→ **Records**
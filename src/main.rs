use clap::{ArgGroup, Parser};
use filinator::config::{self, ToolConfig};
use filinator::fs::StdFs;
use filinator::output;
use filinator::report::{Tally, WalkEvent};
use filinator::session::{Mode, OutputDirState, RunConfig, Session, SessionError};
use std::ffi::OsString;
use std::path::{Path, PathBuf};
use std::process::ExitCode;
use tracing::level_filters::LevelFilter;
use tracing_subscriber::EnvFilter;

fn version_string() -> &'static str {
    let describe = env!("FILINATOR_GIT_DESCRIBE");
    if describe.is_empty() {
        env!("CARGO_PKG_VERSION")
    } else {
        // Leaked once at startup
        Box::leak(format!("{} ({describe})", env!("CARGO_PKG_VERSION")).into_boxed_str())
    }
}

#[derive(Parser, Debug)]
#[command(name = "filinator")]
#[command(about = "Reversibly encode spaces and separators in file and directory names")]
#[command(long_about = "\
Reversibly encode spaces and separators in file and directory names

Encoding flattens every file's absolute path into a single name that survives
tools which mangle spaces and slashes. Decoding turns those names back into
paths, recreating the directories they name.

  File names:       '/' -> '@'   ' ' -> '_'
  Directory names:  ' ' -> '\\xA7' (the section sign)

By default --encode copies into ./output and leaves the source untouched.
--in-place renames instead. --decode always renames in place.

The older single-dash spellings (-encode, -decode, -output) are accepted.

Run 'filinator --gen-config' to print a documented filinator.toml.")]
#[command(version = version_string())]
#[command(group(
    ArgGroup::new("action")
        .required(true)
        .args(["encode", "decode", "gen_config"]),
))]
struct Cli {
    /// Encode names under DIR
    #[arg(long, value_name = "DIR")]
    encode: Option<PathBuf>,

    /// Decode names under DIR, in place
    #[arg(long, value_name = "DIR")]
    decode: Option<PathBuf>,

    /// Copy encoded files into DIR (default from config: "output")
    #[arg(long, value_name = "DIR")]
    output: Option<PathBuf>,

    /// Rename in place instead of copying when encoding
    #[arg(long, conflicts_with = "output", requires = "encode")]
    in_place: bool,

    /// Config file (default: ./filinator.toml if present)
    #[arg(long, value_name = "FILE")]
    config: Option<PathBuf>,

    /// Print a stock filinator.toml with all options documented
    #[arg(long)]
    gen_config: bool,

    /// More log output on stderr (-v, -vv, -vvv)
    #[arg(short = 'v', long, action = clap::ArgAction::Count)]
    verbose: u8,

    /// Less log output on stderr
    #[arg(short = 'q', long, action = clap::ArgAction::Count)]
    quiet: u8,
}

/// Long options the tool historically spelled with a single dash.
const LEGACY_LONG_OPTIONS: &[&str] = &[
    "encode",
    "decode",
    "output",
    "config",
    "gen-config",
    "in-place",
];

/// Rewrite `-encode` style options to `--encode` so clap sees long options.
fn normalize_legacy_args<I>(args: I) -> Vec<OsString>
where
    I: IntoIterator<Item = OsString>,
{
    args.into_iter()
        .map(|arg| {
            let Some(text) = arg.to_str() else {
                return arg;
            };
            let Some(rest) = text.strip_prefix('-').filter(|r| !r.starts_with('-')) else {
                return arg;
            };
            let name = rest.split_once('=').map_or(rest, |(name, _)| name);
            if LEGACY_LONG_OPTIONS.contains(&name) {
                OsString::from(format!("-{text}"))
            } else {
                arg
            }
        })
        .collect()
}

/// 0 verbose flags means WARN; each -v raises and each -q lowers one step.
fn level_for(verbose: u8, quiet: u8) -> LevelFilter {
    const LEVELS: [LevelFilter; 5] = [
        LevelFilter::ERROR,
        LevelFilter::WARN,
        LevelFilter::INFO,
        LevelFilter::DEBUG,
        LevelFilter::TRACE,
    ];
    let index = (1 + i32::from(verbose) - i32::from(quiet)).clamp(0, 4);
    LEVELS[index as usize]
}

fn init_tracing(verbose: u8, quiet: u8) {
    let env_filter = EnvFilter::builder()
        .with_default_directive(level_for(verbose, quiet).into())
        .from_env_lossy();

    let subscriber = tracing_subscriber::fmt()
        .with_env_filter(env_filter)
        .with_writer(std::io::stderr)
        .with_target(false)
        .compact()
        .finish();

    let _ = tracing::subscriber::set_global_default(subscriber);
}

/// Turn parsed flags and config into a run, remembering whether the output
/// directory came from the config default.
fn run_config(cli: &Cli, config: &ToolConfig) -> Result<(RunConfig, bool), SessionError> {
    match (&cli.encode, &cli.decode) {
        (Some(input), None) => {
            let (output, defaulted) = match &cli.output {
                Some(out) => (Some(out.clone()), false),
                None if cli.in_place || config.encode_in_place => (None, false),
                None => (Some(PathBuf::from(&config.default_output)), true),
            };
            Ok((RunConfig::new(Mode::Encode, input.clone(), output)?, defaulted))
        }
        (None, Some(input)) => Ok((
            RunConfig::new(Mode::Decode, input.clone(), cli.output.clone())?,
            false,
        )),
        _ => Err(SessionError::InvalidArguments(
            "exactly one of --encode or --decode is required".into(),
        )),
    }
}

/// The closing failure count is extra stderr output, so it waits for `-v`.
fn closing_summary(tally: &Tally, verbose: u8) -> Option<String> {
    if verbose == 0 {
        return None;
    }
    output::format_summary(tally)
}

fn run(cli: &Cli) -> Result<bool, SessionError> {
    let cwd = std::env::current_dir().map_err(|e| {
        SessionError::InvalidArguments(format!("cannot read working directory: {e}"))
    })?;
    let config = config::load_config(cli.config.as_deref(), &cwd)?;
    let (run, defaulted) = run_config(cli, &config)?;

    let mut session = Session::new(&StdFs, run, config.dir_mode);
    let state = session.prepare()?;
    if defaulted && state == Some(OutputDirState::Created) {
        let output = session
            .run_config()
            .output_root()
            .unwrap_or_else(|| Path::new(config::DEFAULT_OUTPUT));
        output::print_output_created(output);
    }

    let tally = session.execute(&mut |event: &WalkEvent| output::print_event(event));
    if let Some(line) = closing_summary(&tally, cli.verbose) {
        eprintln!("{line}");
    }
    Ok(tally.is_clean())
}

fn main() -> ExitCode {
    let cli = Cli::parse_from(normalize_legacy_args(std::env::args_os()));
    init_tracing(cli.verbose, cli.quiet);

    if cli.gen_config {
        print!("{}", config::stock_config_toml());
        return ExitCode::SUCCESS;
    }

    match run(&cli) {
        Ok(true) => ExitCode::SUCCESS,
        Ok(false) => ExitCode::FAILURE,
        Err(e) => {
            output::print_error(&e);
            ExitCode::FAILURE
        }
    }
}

→ **What is needed**
Set out every line from the material that contains the string "text".

→ **Written solution**
            let Some(text) = arg.to_str() else {
            let Some(rest) = text.strip_prefix('-').filter(|r| !r.starts_with('-')) else {
                OsString::from(format!("-{text}"))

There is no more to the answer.